June 25, 2011 § Leave a comment
When staying at our friend’s winter getaway in Vermont, the “fridge-tata” is the breakfast of choice. But it’s summer now, and our summer getaway is our friend’s bay-side home in Provincetown. No fridgetatas here. Lunches call for something lighter, something a little more summery. But just as easy.
Open the fridge. pull out the freshly harvested lettuce from the garden. Assess the leftovers. Make yourself a Kitchen Cobb Salad.
Now, a Kitchen Cobb is not an actual Cobb salad. It could be, I guess, if you just happen to have strips of turkey and bacon and egg and such. The Kitchen Cobb is much less structured, much less formal. Really, it’s anything you find in your fridge that you wouldn’t mind having atop some greens. Leftover roasted asparagus? Sure. Grilled salmon? Why not. A dollop of cottage cheese? Throw it on there. When it comes to a Kitchen Cobb, anything goes.
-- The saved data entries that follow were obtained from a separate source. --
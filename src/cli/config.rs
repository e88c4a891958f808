//! Config command handler
//!
//! View and modify configuration settings.

use crate::config::Config;
use crate::error::Result;
use clap::Args;

/// Config command arguments
#[derive(Args)]
pub struct ConfigArgs {
    /// Configuration key (e.g., "server.port")
    pub key: Option<String>,

    /// Value to set (if not provided, shows current value)
    pub value: Option<String>,

    /// Show config file path
    #[arg(long)]
    pub path: bool,

    /// Reset config to defaults
    #[arg(long)]
    pub reset: bool,
}

/// Run the config command
pub fn run(args: ConfigArgs) -> Result<()> {
    if args.path {
        let path = Config::config_path()?;
        println!("{}", path.display());
        return Ok(());
    }

    if args.reset {
        let config = Config::default();
        config.save()?;
        println!("Configuration reset to defaults");
        return Ok(());
    }

    let mut config = Config::load()?;

    match (&args.key, &args.value) {
        // No arguments: show all config
        (None, None) => {
            print!("{}", render_all(&config));
        }

        // Key only: show that value
        (Some(key), None) => {
            if let Some(value) = config.get(key) {
                println!("{}", value);
            } else {
                eprintln!("Unknown config key: {}", key);
                eprintln!("\nAvailable keys:");
                for k in Config::available_keys() {
                    eprintln!("  {}", k);
                }
                std::process::exit(1);
            }
        }

        // Key and value: set the value
        (Some(key), Some(value)) => {
            config.set(key, value)?;
            config.save()?;
            println!("{} = {}", key, value);
        }

        // Value without key: not valid
        (None, Some(_)) => {
            eprintln!("Error: Must specify a key to set a value");
            std::process::exit(1);
        }
    }

    Ok(())
}

/// Render every key grouped by section
fn render_all(config: &Config) -> String {
    let mut output = String::new();
    let mut section = "";

    for key in Config::available_keys() {
        let (head, name) = key.split_once('.').unwrap_or(("", key));
        if head != section {
            if !section.is_empty() {
                output.push('\n');
            }
            output.push_str(&format!("[{}]\n", head));
            section = head;
        }
        let value = config.get(key).unwrap_or_default();
        output.push_str(&format!("{} = {}\n", name, value));
    }

    output
}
Today’s Kitchen Cobb benefitted from last night’s meal cooked for eight – steak, salmon, and lentil-bulgur salad, with the leftover pear and red onion green salad as a base. No steak on our salads, of course. We also threw in some roasted asparagus and goat cheese, and topped with lemon-oregano vinaigrette.
Jennifer gets credit for the name. She’s good like that.
January 18, 2011 § 3 Comments
Long weekend away in a ski house with friends + cooking in + stuffed refrigerator = “fridge-tata”
If you’re not an egg lover or have not gone out to for brunch in 15 years and aren’t familiar with a frittata, it’s the Italian take on the classic French omelette: Beaten eggs in a hot skillet, but with the fixins in them and presented flat, not folded. And finished off in the oven. Served in slices. Come to think of it, it’s like a slice of egg cake. Filled with sausage or salmon, chicken or chopped tomatoes, their many formulations stuff recipe sites and cookbooks.
I’m telling you now, throw out the recipes and create your own on auto-pilot. It’s as easy as opening your refrigerator.
We’ve been members of a gay ski house up in Vermont for going on eight years now. On any given fall or winter weekend, the house is filled with boys from NYC and Boston, boyfriends flying in from elsewhere and occasionally a few girls. There can be up to 12 or 14 folks sitting around the dinner table. The New York boys have a reputation for preparing over-the-tops meals – usually creatively fueled with several apre-ski cocktails. Caviar shows up on the menu several times a ski season.
At least one breakfast each weekend is something I’ve dubbed a “fridge-tata.” While I can take credit for the name, I can’t take credit for the process. That would go to the likes of Hal and Steve. They stare into the open fridge, assess the leftovers, and pull out the fridge-tata’s fillings. Chicken and green beans? Tuna and asparagus? As long as they have six or more eggs and that huge skillet (it must be 16 inches), they can create a breakfast fortified enough to fuel a day of downhill.
On Sunday, I created my own single-serving fridge-tata for a post-snowshoeing snack.
- leftovers of salmon, rice (created from some seasoned packet and a half can of chopped tomatoes) and beans
- two eggs, beaten with salt and pepper and a touch of milk
- mango key-lime salsa to taste
-Using a small, 8-in. skillet set on medium, I heated up the rice and beans. Meanwhile, I whisked up my eggs with salt and pepper.
-After beans and rice formed a bit of a crust on the bottom, I broke it up a bit and added my little hunk of leftover salmon. I waited because I didn’t want the salmon to be cooked to much more than it already had been.
-With the salmon in there for about 30 seconds, I added the eggs and turned the heat down to medium low.
-I let the eggs set a bit – enough so that I could lift the sides with a spatula. This took only two to three minutes.
-The top of the fridge-tata needed to set, so I put a lid over the skillet for a minute or two.
-Serve with salsa.
I could have used another egg or two to make the fridge-tata thicker. But then it would have been too much for me to finish. Had I cooked a more massive fridge-tata in that larger 16-in. skillet, I would have used way more eggs – probably eight or more. And, I would have cooked it on the stovetop until the eggs set up, covered it and set it on medium low for maybe 14-15 minutes, and then put it under the broiler for a minute or two to make sure the top was crisp.
It’s not the gourmety-est dish. But it’s the perfect way to deal with leftovers when roughing it in a ski house.